» **TASK STATEMENT**
Copy out each line of the data that holds the string "context".

» **MATERIAL PROVIDED**
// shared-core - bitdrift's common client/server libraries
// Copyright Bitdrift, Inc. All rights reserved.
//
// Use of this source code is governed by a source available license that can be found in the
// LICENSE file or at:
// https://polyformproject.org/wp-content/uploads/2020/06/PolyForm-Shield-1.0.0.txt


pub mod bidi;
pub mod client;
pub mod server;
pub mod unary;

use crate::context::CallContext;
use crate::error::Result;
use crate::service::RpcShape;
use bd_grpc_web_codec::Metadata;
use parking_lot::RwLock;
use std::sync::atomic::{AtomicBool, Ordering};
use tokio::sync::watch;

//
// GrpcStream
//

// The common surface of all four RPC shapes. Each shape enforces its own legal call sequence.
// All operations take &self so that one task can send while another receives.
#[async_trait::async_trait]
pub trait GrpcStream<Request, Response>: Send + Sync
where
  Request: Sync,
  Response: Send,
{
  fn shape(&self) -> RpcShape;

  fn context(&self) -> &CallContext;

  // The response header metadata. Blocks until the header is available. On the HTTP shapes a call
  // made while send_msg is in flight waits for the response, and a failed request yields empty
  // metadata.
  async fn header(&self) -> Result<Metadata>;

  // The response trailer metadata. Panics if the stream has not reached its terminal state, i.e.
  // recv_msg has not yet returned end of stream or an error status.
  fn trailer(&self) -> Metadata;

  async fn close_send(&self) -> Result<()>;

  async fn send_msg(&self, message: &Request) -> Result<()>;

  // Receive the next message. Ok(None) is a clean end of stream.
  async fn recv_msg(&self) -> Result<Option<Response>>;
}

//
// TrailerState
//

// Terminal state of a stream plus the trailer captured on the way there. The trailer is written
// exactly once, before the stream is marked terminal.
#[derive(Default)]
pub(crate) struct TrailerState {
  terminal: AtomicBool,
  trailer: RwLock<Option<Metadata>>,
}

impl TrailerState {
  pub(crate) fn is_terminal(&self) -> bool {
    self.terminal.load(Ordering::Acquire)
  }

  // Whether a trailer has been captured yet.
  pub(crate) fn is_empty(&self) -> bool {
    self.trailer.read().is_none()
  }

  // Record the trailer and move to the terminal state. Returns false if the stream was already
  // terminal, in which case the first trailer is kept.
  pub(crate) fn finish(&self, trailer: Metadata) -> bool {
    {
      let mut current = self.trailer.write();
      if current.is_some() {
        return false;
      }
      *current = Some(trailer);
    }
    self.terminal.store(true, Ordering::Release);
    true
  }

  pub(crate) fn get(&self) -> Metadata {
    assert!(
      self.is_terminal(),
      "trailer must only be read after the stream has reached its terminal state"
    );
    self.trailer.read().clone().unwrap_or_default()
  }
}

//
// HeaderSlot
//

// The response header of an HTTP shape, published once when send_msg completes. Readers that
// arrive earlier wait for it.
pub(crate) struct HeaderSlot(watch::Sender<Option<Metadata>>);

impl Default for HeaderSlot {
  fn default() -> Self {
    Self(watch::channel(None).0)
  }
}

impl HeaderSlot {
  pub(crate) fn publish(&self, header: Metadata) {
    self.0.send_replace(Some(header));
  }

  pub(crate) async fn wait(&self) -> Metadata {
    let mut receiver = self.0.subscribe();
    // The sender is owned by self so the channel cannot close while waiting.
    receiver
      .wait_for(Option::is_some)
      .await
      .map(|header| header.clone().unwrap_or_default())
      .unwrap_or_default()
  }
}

» **EXERCISE ANSWER**
use crate::context::CallContext;
  fn context(&self) -> &CallContext;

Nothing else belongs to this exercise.